Saturday, April 18, 2020

Musings on Megalomania, States Rights and the Future of American Democracy

   By Rudy Barnes, Jr.

Who really won the CIvil War?  If it was a contest between states rights and the rights of the people to control American politics, then states must have won.  The coronavirus pandemic and the last election affirmed that the Constitution gives the states and not a popular majority of voters the last word in American politics.

How so?  The Constitution gives the states an advantage over the popular vote in both the electoral college and the senate.  Whichever party elects the President and controls the senate controls the future of American democracy, and that won’t change unless the Constitution is rewritten--and that’s not going to happen.

The coronavirus pandemic has brought together an informal coalition of the governors of ten consistently blue states, three on the west coast and seven on the east coast.  They include close to a majority of the U.S. population, but are only 20% of the states. The remaining forty states are either red or swing states. That tells us a lot about the future of American democracy.

It’s ironic that a president who was elected with less than a majority of the popular vote, thanks to the electoral college, would claim absolute authority over the states to decide how and when to reopen for business.  Only a megalomaniac who is ignorant of the Constitution would make such a spurious claim, but it’s typical of President Trump.

He’s the same president who claimed the coronavirus was a Democratic hoax on February 28, then two weeks later considered it an existential threat to the U.S. and granted himself emergency powers to combat it.  And after a rare bipartisan effort passed emergency pandemic relief, Trump insisted on putting his name on all relief checks. A political Santa Claus. 

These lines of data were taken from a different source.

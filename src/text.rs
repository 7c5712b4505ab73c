//! 文本渲染模块 - fontdue 光栅化 + 字形缓存

use crate::{Canvas, Color, Paint};
use fontdue::{Font, FontSettings, Metrics};
use once_cell::sync::OnceCell;
use std::collections::HashMap;
use std::path::Path;
use std::sync::Mutex;

/// 进程级共享渲染器，首次访问时加载系统字体
/// 加载失败时组件退回占位渲染，测试环境无需字体
static SHARED: OnceCell<Option<TextRenderer>> = OnceCell::new();

/// 获取共享文本渲染器
pub fn shared() -> Option<&'static TextRenderer> {
    SHARED
        .get_or_init(|| match TextRenderer::load_system_font() {
            Ok(r) => Some(r),
            Err(e) => {
                log::warn!("no system font available: {}", e);
                None
            }
        })
        .as_ref()
}

/// 文本渲染器
pub struct TextRenderer {
    font: Font,
    /// 字形缓存 (char, size_u32) -> (Metrics, Bitmap)
    /// 使用 Mutex 实现内部可变性，因为 draw 方法是 &self
    cache: Mutex<HashMap<(char, u32), (Metrics, Vec<u8>)>>,
}

impl TextRenderer {
    /// 从字体数据创建
    pub fn from_bytes(font_data: &[u8]) -> Result<Self, String> {
        let settings = FontSettings {
            scale: 40.0,
            ..Default::default()
        };
        let font = Font::from_bytes(font_data, settings)
            .map_err(|e| e.to_string())?;
        Ok(Self {
            font,
            cache: Mutex::new(HashMap::new()),
        })
    }

    /// 从文件路径加载字体
    pub fn from_file(path: &str) -> Result<Self, String> {
        let font_data = std::fs::read(path)
            .map_err(|e| format!("Failed to read font file: {}", e))?;
        Self::from_bytes(&font_data)
    }

    /// 加载系统字体（macOS / Linux）
    pub fn load_system_font() -> Result<Self, String> {
        let font_paths = [
            "/System/Library/Fonts/PingFang.ttc",
            "/System/Library/Fonts/Hiragino Sans GB.ttc",
            "/Library/Fonts/Arial Unicode.ttf",
            "/usr/share/fonts/truetype/dejavu/DejaVuSans.ttf",
            "/usr/share/fonts/truetype/noto/NotoSans-Regular.ttf",
            "/usr/share/fonts/TTF/DejaVuSans.ttf",
        ];

        for path in &font_paths {
            if Path::new(path).exists() {
                if let Ok(r) = Self::from_file(path) {
                    log::info!("font loaded: {}", path);
                    return Ok(r);
                }
            }
        }

        Err("no usable system font found".to_string())
    }

    /// 渲染文本到画布，(x, y) 为基线位置
    pub fn draw_text(&self, canvas: &mut Canvas, text: &str, x: f32, y: f32, size: f32, paint: &Paint) {
        let mut cursor_x = x;
        // size 转整数 key，保留 1 位小数精度
        let size_key = (size * 10.0) as u32;

        for ch in text.chars() {
            // 快速路径：缓存命中
            let cached = {
                match self.cache.lock() {
                    Ok(cache) => cache.get(&(ch, size_key)).cloned(),
                    Err(_) => None,
                }
            };

            let (metrics, bitmap) = match cached {
                Some(data) => data,
                None => {
                    // rasterize 较耗时，放在锁外执行
                    let (metrics, bitmap) = self.font.rasterize(ch, size);
                    if let Ok(mut cache) = self.cache.lock() {
                        cache.insert((ch, size_key), (metrics, bitmap.clone()));
                    }
                    (metrics, bitmap)
                }
            };

            if metrics.width == 0 || metrics.height == 0 {
                cursor_x += metrics.advance_width;
                continue;
            }

            let glyph_x = cursor_x + metrics.xmin as f32;
            let glyph_y = y - metrics.height as f32 - metrics.ymin as f32;

            for gy in 0..metrics.height {
                for gx in 0..metrics.width {
                    let coverage = bitmap[gy * metrics.width + gx] as f32 / 255.0;
                    if coverage > 0.001 {
                        let px = (glyph_x + gx as f32).round() as i32;
                        let py = (glyph_y + gy as f32).round() as i32;
                        let alpha = (paint.color.a as f32 * coverage) as u8;
                        if alpha > 0 {
                            let color = Color::new(paint.color.r, paint.color.g, paint.color.b, alpha);
                            canvas.set_pixel(px, py, color);
                        }
                    }
                }
            }

            cursor_x += metrics.advance_width;
        }
    }

    /// 测量文本宽度
    pub fn measure_text(&self, text: &str, size: f32) -> f32 {
        text.chars()
            .map(|ch| self.font.metrics(ch, size).advance_width)
            .sum()
    }

    /// 测量文本高度
    pub fn measure_height(&self, size: f32) -> f32 {
        self.font.metrics('M', size).height as f32
    }

    /// 自动换行绘制文本
    pub fn draw_text_wrapped(&self, canvas: &mut Canvas, text: &str, x: f32, y: f32, size: f32, max_width: f32, paint: &Paint) {
        if max_width <= 0.0 {
            self.draw_text(canvas, text, x, y, size, paint);
            return;
        }

        let line_height = size * 1.5;
        let mut current_y = y;
        let mut line_start = 0;
        let chars: Vec<char> = text.chars().collect();
        let mut current_width = 0.0;

        for (i, ch) in chars.iter().enumerate() {
            let char_width = self.font.metrics(*ch, size).advance_width;

            if current_width + char_width > max_width && i > line_start {
                let line: String = chars[line_start..i].iter().collect();
                self.draw_text(canvas, &line, x, current_y, size, paint);

                current_y += line_height;
                line_start = i;
                current_width = char_width;
            } else {
                current_width += char_width;
            }
        }

        if line_start < chars.len() {
            let line: String = chars[line_start..].iter().collect();
            self.draw_text(canvas, &line, x, current_y, size, paint);
        }
    }

    /// 计算换行后的文本高度
    pub fn measure_wrapped_height(&self, text: &str, size: f32, max_width: f32) -> f32 {
        if max_width <= 0.0 || text.is_empty() {
            return size * 1.5;
        }

        let line_height = size * 1.5;
        let mut line_count = 1;
        let mut current_width = 0.0;

        for ch in text.chars() {
            let char_width = self.font.metrics(ch, size).advance_width;
            if current_width + char_width > max_width && current_width > 0.0 {
                line_count += 1;
                current_width = char_width;
            } else {
                current_width += char_width;
            }
        }

        line_count as f32 * line_height
    }
}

Trump’s former Secretary of State described him as being mentally unfit to hold the office of President,and Trump responded that he was a very stable genius.  Is Trump a megalomaniac? Webster defines megalomania as a mental disorder characterized by delusions of grandeur, wealth or power, and a passion for, or for doing, big things.  If it looks like a duck….   

It’s a great irony that most of Trump’s supporters are white Christians, since Trump’s megalomania is the antithesis of the virtues of humility taught by Jesus: “You know that those who are regarded as rulers of the Gentiles lord it over them, and their high officials exercise authority over them.  Not so with you. Instead, whoever wants to become great among you must be your servant, and whoever wants to be first must be the slave of all.” (Mark 10:42-44)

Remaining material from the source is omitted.